(Collected data entries)
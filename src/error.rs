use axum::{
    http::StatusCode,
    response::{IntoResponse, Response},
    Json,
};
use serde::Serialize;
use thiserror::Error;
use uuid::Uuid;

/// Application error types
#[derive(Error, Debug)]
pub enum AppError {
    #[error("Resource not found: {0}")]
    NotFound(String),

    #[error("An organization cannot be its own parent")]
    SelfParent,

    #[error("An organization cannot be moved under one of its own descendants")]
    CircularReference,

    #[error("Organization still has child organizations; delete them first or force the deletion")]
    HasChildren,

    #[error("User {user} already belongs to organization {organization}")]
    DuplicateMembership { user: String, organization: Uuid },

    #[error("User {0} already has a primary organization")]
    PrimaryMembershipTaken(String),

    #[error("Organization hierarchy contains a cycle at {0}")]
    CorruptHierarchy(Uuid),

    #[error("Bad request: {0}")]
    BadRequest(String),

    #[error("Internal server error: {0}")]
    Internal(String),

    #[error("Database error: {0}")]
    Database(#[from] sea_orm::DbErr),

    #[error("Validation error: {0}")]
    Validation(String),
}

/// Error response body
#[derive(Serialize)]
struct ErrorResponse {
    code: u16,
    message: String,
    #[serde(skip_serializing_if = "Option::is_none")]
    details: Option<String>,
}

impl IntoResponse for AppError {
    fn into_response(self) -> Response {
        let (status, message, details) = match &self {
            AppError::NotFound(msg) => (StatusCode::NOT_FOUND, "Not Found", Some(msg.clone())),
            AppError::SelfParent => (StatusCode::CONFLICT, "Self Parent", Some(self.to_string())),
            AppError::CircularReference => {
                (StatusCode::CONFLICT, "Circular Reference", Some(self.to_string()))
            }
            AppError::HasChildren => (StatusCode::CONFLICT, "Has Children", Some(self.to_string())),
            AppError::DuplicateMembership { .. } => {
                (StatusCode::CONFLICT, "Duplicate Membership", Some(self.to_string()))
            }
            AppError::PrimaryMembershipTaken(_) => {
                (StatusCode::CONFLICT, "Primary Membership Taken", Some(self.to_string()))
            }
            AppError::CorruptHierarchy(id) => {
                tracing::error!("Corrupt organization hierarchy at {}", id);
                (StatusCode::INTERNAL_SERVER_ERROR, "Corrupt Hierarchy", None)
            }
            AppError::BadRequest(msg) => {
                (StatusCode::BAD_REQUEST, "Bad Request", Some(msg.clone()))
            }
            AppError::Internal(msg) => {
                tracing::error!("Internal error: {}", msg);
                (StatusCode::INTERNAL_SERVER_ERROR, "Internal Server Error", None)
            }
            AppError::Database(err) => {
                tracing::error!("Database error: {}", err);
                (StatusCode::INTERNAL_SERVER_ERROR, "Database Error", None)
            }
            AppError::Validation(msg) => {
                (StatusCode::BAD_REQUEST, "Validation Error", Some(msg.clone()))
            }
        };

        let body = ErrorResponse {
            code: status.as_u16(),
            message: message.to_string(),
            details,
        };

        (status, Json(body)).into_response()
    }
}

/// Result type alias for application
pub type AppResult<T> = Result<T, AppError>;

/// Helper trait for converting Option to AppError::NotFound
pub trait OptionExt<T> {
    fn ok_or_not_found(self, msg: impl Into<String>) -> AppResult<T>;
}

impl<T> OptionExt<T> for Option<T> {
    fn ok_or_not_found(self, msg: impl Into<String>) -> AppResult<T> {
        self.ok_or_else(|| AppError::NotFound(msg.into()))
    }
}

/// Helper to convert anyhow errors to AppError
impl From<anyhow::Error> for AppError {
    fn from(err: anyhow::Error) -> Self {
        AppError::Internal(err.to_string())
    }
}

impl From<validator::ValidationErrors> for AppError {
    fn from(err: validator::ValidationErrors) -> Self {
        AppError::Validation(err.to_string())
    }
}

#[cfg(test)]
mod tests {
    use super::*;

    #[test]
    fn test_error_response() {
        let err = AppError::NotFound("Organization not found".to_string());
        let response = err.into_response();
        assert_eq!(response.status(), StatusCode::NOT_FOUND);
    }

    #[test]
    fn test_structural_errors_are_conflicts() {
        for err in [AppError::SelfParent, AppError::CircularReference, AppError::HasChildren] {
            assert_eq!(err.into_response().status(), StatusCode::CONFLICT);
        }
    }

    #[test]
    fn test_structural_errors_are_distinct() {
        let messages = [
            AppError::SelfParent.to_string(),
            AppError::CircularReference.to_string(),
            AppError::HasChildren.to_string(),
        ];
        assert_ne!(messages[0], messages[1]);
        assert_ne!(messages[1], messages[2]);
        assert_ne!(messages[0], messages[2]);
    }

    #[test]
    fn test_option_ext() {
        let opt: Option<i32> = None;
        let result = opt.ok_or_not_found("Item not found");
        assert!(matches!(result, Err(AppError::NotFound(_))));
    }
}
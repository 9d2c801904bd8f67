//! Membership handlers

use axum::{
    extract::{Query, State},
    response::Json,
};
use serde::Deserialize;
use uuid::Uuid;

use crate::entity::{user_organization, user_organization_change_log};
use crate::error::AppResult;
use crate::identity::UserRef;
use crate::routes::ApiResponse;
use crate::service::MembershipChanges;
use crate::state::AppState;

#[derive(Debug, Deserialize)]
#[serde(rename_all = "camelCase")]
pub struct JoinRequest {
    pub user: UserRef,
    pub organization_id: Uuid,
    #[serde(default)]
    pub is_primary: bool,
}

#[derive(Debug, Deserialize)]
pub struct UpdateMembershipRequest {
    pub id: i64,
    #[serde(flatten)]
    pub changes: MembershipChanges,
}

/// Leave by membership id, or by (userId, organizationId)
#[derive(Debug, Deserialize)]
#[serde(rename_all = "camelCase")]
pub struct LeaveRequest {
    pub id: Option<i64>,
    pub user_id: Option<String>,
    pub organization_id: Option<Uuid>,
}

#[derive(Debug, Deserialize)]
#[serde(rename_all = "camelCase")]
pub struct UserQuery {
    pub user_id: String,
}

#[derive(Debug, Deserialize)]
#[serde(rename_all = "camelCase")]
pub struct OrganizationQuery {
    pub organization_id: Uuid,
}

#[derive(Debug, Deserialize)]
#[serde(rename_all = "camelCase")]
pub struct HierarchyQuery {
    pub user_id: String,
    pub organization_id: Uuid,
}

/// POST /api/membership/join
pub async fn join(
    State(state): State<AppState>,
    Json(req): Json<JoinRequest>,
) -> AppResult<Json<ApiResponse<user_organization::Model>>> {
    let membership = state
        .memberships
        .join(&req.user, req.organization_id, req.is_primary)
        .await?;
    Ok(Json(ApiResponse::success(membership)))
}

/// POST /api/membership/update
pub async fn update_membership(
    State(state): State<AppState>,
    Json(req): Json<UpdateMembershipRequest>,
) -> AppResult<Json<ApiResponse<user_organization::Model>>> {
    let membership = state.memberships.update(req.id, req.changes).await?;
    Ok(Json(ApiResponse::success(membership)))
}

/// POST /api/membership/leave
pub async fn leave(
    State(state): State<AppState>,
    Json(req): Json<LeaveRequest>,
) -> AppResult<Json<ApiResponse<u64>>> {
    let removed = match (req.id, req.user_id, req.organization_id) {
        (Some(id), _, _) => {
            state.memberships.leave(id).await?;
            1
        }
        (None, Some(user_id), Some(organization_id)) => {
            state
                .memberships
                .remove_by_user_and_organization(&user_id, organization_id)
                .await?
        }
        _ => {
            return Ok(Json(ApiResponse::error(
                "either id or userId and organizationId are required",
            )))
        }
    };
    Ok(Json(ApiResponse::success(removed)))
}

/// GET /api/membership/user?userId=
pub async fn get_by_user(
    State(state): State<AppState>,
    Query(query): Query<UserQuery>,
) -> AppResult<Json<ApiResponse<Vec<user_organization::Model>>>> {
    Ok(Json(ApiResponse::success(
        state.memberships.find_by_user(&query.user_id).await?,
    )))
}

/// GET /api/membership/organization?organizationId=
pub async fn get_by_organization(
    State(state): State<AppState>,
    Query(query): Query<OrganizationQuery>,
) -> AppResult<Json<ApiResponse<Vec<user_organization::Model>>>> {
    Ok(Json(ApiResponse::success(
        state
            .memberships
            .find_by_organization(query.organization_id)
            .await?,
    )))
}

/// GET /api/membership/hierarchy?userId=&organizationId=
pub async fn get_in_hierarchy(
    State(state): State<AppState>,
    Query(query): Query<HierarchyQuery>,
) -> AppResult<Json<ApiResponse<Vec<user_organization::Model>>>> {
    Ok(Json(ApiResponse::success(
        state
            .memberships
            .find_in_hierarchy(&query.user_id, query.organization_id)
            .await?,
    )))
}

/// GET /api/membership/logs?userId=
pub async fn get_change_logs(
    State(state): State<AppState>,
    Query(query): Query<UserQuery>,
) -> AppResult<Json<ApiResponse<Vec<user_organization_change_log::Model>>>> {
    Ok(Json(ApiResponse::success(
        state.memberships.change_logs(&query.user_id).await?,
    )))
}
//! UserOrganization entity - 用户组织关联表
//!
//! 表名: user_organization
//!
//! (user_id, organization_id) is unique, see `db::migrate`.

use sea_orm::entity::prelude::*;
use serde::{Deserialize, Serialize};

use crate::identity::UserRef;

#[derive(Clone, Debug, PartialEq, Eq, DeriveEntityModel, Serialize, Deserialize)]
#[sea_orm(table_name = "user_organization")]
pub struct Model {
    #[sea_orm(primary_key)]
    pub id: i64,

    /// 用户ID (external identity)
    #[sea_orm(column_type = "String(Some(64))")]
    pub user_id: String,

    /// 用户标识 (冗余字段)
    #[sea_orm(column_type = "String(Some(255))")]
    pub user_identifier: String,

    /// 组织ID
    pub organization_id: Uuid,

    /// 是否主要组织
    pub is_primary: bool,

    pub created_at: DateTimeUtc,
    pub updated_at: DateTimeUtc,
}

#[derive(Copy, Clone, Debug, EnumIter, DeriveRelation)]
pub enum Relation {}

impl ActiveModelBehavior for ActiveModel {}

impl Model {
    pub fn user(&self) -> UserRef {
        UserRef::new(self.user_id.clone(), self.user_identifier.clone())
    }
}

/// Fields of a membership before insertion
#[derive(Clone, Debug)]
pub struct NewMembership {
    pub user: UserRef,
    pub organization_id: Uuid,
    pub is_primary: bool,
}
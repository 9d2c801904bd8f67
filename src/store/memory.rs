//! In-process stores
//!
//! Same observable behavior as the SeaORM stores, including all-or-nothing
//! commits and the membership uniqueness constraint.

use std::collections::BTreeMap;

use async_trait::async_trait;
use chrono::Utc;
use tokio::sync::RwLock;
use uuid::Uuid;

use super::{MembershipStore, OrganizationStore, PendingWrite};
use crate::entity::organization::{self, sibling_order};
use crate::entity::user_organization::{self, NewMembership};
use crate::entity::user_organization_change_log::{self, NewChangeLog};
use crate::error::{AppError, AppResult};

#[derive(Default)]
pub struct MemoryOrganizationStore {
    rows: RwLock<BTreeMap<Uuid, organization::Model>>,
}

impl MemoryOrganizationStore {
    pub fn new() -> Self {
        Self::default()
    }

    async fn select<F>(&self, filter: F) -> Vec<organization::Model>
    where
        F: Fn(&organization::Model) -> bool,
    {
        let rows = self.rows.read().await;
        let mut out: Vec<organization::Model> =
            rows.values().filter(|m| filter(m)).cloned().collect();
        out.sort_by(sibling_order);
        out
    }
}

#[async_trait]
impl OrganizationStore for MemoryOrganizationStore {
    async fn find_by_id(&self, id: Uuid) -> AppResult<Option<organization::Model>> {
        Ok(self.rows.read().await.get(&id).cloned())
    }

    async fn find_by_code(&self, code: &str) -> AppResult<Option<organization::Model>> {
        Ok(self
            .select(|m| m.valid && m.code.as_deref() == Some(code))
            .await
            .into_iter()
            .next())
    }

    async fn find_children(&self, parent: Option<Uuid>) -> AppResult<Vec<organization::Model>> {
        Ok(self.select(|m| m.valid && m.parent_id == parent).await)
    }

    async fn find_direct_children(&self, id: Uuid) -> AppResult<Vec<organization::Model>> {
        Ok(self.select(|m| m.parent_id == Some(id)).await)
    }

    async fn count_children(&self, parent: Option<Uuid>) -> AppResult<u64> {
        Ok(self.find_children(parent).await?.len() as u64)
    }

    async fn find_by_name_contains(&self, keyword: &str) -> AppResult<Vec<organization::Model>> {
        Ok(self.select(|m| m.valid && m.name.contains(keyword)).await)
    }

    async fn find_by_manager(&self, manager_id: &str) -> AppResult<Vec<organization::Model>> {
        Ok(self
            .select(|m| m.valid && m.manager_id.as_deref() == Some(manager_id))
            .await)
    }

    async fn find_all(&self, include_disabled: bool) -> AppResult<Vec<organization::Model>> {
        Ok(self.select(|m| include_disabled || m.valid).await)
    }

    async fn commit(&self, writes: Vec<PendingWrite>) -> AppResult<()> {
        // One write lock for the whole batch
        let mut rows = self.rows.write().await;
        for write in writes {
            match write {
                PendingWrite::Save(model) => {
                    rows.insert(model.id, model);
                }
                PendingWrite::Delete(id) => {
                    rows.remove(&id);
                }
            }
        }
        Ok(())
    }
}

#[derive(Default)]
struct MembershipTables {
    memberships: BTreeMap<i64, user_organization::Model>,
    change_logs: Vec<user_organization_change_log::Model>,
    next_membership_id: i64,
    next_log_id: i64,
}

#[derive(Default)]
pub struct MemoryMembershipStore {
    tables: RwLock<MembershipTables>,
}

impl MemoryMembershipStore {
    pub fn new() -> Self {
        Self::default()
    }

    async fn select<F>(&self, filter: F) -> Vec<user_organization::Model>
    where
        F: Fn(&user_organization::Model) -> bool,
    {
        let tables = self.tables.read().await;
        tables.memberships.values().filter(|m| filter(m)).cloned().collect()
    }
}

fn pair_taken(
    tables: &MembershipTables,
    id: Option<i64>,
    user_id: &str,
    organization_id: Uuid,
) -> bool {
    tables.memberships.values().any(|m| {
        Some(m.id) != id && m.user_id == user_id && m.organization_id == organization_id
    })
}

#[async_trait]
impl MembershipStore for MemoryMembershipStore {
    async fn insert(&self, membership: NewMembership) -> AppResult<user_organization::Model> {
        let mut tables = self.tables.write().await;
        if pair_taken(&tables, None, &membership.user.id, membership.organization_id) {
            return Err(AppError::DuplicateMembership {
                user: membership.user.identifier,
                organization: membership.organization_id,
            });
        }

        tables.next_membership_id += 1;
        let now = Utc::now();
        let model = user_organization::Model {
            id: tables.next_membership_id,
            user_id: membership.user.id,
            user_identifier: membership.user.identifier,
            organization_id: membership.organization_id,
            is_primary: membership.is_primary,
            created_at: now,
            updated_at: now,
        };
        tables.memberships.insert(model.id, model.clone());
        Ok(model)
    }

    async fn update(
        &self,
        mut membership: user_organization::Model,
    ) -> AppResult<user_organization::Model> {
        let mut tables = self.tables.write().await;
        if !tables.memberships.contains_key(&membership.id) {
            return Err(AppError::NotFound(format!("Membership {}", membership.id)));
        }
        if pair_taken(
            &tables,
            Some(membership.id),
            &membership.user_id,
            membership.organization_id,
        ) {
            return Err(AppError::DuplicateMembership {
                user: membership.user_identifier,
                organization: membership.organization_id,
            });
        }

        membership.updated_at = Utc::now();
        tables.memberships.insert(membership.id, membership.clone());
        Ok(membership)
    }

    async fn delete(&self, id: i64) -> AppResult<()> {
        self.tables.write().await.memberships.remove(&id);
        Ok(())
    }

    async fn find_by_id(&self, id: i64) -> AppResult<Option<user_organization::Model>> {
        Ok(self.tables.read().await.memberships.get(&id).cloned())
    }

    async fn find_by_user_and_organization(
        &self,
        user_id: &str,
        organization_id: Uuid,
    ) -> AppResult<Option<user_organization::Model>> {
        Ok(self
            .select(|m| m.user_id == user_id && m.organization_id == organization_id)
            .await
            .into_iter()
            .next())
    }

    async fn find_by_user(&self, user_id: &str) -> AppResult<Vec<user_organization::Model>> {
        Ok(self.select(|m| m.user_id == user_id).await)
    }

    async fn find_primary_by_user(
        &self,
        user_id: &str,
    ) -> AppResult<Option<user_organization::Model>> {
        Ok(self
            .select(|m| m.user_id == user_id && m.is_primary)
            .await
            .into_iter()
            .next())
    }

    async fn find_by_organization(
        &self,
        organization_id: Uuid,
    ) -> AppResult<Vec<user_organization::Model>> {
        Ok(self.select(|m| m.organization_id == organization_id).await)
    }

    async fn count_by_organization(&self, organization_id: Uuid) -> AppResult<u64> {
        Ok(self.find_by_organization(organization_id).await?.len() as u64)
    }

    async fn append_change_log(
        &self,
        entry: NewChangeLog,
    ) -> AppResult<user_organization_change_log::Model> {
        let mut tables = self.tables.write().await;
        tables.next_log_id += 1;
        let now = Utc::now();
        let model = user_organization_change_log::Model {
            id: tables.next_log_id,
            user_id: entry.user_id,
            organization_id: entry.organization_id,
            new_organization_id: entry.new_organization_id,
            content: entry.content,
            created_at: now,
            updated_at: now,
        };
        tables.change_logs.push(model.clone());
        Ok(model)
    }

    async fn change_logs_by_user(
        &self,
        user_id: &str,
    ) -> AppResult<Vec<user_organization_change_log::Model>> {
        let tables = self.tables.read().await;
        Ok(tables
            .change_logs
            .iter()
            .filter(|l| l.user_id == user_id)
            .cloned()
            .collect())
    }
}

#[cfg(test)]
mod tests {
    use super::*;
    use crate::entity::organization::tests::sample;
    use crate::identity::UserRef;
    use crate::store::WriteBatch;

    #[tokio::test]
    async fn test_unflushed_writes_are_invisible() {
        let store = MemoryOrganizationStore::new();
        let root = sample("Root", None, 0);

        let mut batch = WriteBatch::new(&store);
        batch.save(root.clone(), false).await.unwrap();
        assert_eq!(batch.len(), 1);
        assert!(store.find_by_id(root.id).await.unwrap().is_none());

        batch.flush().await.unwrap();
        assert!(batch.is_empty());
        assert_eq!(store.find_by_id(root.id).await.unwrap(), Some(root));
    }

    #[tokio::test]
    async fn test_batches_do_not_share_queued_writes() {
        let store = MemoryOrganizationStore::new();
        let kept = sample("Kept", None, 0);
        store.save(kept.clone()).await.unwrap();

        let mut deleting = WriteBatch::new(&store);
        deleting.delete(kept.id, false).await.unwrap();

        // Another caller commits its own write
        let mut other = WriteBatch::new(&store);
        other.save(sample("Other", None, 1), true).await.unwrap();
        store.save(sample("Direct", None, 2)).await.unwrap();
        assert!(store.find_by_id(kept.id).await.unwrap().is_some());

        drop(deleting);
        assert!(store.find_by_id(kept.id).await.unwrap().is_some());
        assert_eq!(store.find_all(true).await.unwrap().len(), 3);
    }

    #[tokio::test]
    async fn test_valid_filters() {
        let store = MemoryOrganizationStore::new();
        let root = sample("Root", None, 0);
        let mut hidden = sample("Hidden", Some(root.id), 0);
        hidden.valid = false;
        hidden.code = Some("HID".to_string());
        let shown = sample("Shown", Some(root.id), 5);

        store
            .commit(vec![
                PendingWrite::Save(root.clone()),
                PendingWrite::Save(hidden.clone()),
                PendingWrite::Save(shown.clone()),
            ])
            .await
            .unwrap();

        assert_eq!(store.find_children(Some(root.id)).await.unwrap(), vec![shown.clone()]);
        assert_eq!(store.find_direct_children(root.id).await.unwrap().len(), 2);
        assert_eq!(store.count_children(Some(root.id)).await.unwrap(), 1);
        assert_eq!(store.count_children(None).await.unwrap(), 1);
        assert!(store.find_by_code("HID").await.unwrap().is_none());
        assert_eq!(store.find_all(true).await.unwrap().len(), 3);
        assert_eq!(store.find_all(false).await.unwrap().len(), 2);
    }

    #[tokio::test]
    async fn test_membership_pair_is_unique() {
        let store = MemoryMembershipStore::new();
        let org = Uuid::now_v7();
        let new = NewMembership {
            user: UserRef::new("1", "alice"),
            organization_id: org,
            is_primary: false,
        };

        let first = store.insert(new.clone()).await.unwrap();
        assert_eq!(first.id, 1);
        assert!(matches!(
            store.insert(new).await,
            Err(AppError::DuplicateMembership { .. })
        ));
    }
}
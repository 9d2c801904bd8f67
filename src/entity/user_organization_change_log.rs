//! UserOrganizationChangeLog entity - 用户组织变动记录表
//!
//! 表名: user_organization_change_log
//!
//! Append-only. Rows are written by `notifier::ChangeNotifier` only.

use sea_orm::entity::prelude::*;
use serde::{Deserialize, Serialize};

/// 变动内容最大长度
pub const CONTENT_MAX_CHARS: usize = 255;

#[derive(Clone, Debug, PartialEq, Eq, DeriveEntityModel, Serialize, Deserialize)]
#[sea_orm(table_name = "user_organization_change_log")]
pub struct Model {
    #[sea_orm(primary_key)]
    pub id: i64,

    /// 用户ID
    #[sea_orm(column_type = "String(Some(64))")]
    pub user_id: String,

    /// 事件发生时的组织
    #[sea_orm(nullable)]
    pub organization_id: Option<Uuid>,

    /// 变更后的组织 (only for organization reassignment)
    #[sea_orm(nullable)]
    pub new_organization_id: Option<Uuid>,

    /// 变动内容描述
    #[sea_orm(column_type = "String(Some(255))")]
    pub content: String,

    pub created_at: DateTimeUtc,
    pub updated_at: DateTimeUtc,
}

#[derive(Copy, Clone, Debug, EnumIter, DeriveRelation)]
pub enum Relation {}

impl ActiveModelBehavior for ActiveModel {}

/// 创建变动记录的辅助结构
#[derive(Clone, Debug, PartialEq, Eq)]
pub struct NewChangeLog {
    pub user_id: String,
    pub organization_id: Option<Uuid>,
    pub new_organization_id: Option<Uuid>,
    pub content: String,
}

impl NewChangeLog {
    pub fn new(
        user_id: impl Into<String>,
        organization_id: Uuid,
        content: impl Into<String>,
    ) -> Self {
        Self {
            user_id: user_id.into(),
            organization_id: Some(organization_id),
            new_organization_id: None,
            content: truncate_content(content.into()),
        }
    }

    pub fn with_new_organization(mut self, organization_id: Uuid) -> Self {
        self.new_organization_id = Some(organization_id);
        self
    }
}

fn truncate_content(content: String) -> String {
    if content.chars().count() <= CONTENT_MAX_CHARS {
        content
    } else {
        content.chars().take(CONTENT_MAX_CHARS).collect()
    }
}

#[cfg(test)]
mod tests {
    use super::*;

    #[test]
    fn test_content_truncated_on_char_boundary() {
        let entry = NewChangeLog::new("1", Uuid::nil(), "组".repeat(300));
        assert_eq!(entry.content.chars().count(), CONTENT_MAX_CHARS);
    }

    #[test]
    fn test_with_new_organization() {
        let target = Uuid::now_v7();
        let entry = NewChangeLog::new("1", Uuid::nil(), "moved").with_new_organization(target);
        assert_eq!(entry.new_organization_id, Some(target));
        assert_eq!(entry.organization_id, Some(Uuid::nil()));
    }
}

Aim of the exercise:
Find every line in the records above that holds the word "validator", and copy each one.

Response for this exercise:
impl From<validator::ValidationErrors> for AppError {
    fn from(err: validator::ValidationErrors) -> Self {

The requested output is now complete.